(Beginning of Excerpted records)

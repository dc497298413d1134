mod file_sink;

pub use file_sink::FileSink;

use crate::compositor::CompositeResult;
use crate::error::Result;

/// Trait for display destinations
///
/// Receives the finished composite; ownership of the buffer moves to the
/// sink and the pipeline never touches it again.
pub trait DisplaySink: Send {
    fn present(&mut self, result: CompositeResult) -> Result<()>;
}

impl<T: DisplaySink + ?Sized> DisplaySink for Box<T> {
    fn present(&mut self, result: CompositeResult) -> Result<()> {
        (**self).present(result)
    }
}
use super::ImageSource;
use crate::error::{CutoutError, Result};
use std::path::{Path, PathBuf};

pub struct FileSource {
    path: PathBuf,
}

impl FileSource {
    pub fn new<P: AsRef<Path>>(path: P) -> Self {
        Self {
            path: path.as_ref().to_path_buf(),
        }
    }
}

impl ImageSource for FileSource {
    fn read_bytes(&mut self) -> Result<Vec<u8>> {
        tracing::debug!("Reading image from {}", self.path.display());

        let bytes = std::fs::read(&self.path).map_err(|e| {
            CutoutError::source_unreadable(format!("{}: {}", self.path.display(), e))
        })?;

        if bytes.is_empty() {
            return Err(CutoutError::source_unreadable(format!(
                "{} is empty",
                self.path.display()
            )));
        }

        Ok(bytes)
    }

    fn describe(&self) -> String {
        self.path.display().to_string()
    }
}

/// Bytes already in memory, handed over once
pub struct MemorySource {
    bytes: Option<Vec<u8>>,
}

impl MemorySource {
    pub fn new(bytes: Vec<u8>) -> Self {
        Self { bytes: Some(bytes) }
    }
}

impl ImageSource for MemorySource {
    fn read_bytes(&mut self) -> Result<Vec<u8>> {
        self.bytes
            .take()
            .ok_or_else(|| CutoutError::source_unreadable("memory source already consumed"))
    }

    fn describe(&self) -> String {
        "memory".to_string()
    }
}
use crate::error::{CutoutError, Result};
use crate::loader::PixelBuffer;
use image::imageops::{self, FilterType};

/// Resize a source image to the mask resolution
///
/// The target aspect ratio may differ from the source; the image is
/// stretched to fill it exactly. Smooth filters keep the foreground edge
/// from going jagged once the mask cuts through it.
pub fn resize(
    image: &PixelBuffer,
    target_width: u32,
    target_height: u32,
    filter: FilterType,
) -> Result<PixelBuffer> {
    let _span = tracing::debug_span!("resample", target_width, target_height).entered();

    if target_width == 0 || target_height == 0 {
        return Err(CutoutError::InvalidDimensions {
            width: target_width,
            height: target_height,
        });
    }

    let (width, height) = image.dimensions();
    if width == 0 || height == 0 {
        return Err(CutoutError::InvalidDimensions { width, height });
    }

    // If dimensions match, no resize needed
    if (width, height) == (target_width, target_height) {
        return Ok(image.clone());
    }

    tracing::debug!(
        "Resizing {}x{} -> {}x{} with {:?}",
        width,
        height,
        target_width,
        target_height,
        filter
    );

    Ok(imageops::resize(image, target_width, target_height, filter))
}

(End of Excerpted records)
(Beginning of Excerpted records)

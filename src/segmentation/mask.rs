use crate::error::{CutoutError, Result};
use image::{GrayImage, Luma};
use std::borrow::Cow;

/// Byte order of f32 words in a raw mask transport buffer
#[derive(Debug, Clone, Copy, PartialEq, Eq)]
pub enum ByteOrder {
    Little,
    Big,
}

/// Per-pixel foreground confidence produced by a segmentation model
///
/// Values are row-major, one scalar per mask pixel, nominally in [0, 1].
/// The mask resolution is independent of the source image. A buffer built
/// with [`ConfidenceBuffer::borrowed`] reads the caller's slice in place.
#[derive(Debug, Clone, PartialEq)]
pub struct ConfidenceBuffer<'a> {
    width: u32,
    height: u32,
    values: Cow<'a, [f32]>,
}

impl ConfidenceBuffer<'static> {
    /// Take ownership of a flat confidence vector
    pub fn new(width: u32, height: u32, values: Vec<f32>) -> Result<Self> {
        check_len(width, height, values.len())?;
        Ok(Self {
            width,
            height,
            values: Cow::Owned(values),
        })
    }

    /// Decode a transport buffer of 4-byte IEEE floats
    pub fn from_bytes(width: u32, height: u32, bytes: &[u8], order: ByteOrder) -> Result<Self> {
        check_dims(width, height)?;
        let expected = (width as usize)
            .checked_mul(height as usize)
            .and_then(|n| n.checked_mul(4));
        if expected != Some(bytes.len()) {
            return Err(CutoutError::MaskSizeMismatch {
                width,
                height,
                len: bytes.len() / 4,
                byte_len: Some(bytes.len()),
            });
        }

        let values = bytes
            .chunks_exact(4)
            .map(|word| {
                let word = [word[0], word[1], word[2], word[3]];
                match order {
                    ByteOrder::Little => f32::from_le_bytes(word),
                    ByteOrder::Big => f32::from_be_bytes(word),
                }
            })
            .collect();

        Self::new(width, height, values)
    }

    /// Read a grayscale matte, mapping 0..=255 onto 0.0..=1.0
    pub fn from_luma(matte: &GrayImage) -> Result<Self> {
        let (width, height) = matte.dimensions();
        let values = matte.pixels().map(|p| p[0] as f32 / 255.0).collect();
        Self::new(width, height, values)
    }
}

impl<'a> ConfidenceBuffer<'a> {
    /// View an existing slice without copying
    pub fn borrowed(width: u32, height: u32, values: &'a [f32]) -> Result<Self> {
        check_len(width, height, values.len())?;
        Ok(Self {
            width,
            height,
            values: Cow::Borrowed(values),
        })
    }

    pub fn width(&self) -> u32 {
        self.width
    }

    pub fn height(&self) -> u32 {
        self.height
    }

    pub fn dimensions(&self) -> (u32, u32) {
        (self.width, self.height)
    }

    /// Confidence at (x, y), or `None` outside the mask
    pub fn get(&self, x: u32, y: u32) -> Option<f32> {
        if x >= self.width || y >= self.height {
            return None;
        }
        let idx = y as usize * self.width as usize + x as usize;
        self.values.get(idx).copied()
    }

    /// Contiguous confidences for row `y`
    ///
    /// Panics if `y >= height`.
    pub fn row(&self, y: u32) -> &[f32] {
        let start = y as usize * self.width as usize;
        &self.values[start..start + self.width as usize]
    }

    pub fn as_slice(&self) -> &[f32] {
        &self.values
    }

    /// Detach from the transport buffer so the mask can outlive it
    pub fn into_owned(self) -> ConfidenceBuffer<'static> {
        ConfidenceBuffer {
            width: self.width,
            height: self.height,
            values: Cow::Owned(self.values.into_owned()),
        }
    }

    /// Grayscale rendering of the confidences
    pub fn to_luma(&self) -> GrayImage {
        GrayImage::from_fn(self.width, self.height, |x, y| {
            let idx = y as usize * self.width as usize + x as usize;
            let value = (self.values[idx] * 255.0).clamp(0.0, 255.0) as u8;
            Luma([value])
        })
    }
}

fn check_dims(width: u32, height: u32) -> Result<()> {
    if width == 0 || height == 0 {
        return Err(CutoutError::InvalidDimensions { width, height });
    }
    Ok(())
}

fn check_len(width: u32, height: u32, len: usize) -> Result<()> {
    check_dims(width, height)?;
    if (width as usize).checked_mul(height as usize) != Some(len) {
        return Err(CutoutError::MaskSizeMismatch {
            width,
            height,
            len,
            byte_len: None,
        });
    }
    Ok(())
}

(End of Excerpted records)

### [Task description]
Please give the number of lines in the listing above that contain the string "MaskSizeMismatch", without anything else.

### [Output for this exercise]
2